İkinci devre Galatasaray'ın baskısı arttı. En sonunda da ilk bulduğu fırsatta direğe takılan Mohamed ikincisinde golünü attı. Galatasaray sonuçta üç puanı hanesine doyurucu bir futbol sergileyerek yazdırdı. Mete Kalkavan benim inandığım bir hakemdir. Ama bugüne kadar taktir haklarını bir büyük takım lehine bu kadar çok kullandığını görmemiştim.
ŞANSAL BÜYÜKA
Galatasaray maç başlar başlamaz, Antalya yarı alanında kamp kurdu. Öyle ki; Galatasaray bu sezon kaybettiği topu, en çabuk geri aldığı maçı oynadı. Antalyalı oyuncuların ayağında top beş saniye bile duramadı. Aslında maç, Antalya-Galatasaray maçı değildi, özellikle ilk yarıda kaleci Boffin‘e karşı Galatasaray vardı.
Yazmadan geçmeyelim. İlk yarıda Podolski‘ye bir sarı kart var. Podolski‘nin salladığı tekme Şener‘e geldiyse niye sarı, banko kırmızı... Yok gelmedi, ayağını boşa salladıysa Şener o kadar niye yattı? Anlamadın vallahi... Podolski maçın başından beri gergindi ve atılacağı çok açık belliydi. Ersun Hoca‘nın buna rağmen ikinci yarıya Podolski ile başlaması yanlıştı. Eksikliği hissedildi mi? Hayır... Kaleci Boffin, Naldo ve Kudryashov dışında zaten diğer oyuncuların varlığı belli değildi.

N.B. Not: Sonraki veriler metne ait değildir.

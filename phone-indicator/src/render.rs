//! Text Rendering
//!
//! Turns session events into terminal lines. A device line is printed when
//! the device appears and whenever its rendered form changes; hidden devices
//! (per the display filter) are not printed. Without per-device output, any
//! such change prints one combined line for all visible devices instead.

use device_bridge::{
    BatteryIndicator, DeviceActions, DeviceHandle, DeviceId, DeviceRecord, DeviceStatus,
    SessionEvent, VisibilityFilter,
};
use std::collections::BTreeMap;
use std::sync::atomic::{AtomicBool, Ordering};
use std::sync::{Mutex, PoisonError, RwLock};

/// One-line summary of a device
///
/// `Pixel 7 (dev1): smartphone-connected, battery-good 45%, actions: sms find, channel-secure-symbolic`
pub fn describe(record: &DeviceRecord) -> String {
    let name = if record.name.is_empty() {
        record.id.as_str()
    } else {
        record.name.as_str()
    };

    let status = DeviceStatus::for_device(record).icon_name(&record.class);

    let battery = BatteryIndicator::for_device(record);
    let battery = match battery.label() {
        Some(label) => format!("{} {}", battery.icon_name(), label),
        None => battery.icon_name(),
    };

    let actions = DeviceActions::for_device(record);
    let mut available = Vec::new();
    if actions.can_message {
        available.push("sms");
    }
    if actions.can_find {
        available.push("find");
    }
    let available = if available.is_empty() {
        "none".to_string()
    } else {
        available.join(" ")
    };

    format!(
        "{} ({}): {}, {}, actions: {}, {}",
        name,
        record.id,
        status,
        battery,
        available,
        actions.trust_icon_name()
    )
}

struct Entry {
    handle: DeviceHandle,
    last: Option<String>,
}

/// Presentation consumer for session events
pub struct TextIndicator {
    filter: RwLock<VisibilityFilter>,
    per_device: AtomicBool,
    devices: Mutex<BTreeMap<DeviceId, Entry>>,
}

impl TextIndicator {
    pub fn new(filter: VisibilityFilter, per_device: bool) -> Self {
        Self {
            filter: RwLock::new(filter),
            per_device: AtomicBool::new(per_device),
            devices: Mutex::new(BTreeMap::new()),
        }
    }

    pub fn set_per_device(&self, per_device: bool) {
        self.per_device.store(per_device, Ordering::SeqCst);
    }

    /// Replace the display filter and re-render every device
    pub fn set_filter(&self, filter: VisibilityFilter) -> Vec<String> {
        *self.filter.write().unwrap_or_else(PoisonError::into_inner) = filter;
        let ids: Vec<DeviceId> = self
            .devices
            .lock()
            .unwrap_or_else(PoisonError::into_inner)
            .keys()
            .cloned()
            .collect();
        let lines = ids.iter().filter_map(|id| self.render(id)).collect();
        self.layout(lines)
    }

    /// Lines to print for an event
    pub fn handle(&self, event: &SessionEvent) -> Vec<String> {
        match event {
            SessionEvent::SessionStarted { owner } => {
                vec![format!("service available ({})", owner)]
            }
            SessionEvent::SessionEnded => {
                self.devices
                    .lock()
                    .unwrap_or_else(PoisonError::into_inner)
                    .clear();
                vec!["service unavailable".to_string()]
            }
            SessionEvent::DeviceAdded { id, device } => {
                self.devices
                    .lock()
                    .unwrap_or_else(PoisonError::into_inner)
                    .insert(
                        id.clone(),
                        Entry {
                            handle: device.clone(),
                            last: None,
                        },
                    );
                self.layout(self.render(id).into_iter().collect())
            }
            SessionEvent::DeviceRemoved(id) => {
                let removed = self
                    .devices
                    .lock()
                    .unwrap_or_else(PoisonError::into_inner)
                    .remove(id);
                let lines = match removed {
                    Some(Entry { last: Some(_), .. }) => vec![format!("- {}", id)],
                    _ => Vec::new(),
                };
                self.layout(lines)
            }
            SessionEvent::DeviceChanged { id, .. } => {
                self.layout(self.render(id).into_iter().collect())
            }
        }
    }

    /// Per-device lines as they are, or one combined line when anything changed
    fn layout(&self, lines: Vec<String>) -> Vec<String> {
        if lines.is_empty() || self.per_device.load(Ordering::SeqCst) {
            return lines;
        }

        let visible: Vec<String> = self.visible().iter().map(describe).collect();
        if visible.is_empty() {
            vec!["devices: none".to_string()]
        } else {
            vec![format!("devices: {}", visible.join(" | "))]
        }
    }

    /// Currently tracked, visible device records
    pub fn visible(&self) -> Vec<DeviceRecord> {
        let filter = *self.filter.read().unwrap_or_else(PoisonError::into_inner);
        self.devices
            .lock()
            .unwrap_or_else(PoisonError::into_inner)
            .values()
            .filter_map(|entry| entry.handle.snapshot().ok())
            .filter(|record| filter.is_visible(record))
            .collect()
    }

    /// New line for the device, if its rendering changed
    fn render(&self, id: &str) -> Option<String> {
        let filter = *self.filter.read().unwrap_or_else(PoisonError::into_inner);
        let mut devices = self.devices.lock().unwrap_or_else(PoisonError::into_inner);
        let entry = devices.get_mut(id)?;
        let record = entry.handle.snapshot().ok()?;

        if !filter.is_visible(&record) {
            return entry.last.take().map(|_| format!("- {}", id));
        }

        let line = describe(&record);
        if entry.last.as_deref() == Some(line.as_str()) {
            return None;
        }
        entry.last = Some(line.clone());
        Some(format!("* {}", line))
    }
}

Galatasaray baştan sona hak ettiği, tek kale oynadığı maçı ancak tek golle kazanabildi. Çok fazlası ama çok fazlası olurdu. Zaten Antalya bu oyun anlayışı ile puan alsa, futbol kahrından intihar ederdi. Galatasaray puan kaybetse üzülürdüm. Hak etmesine rağmen kazanamadığı için... Antalyaspor puan alsa daha fazla üzülürdüm, ilkel futboluna rağmen puan aldığı için... Adalet yerini buldu.
DENİZ ÇOBAN
24’te Ömer Bayram’ın ceza sahasında yerde kaldığı pozisyonda, rakibi bence Ömer Bayram'ı iterek düşürüyor ama pozisyonun öncesinde ofsayt olduğu görünüyor. Dolayısıyla penaltı kararı verilse bile bu karar ofsayt gerekçesiyle VAR’dan dönerdi diye düşünüyorum.
25’te Şener’in Podolski’ye faulü aynı zamanda sarı kartı da gerektirirdi. Faulü çalan Kalkavan kartını göstermedi. Bir dakika sonra Podolski rövanş faul yaptı. Hareketi bence sarı karttan fazlasını gerektirirdi. Yaralayıcı, acımasız ve gaddarca bir hamlesi vardı rakibine. Kırmızı kart daha doğru olurdu. 59. dakikada Podolski 2. sarı kartı görerek oyundan atıldı. Bu pozisyonda Podolski’nin sarı kartı gerektirecek bir hamlesini ben göremedim. İkinci sarı kartın hatalı olduğunu düşünüyorum.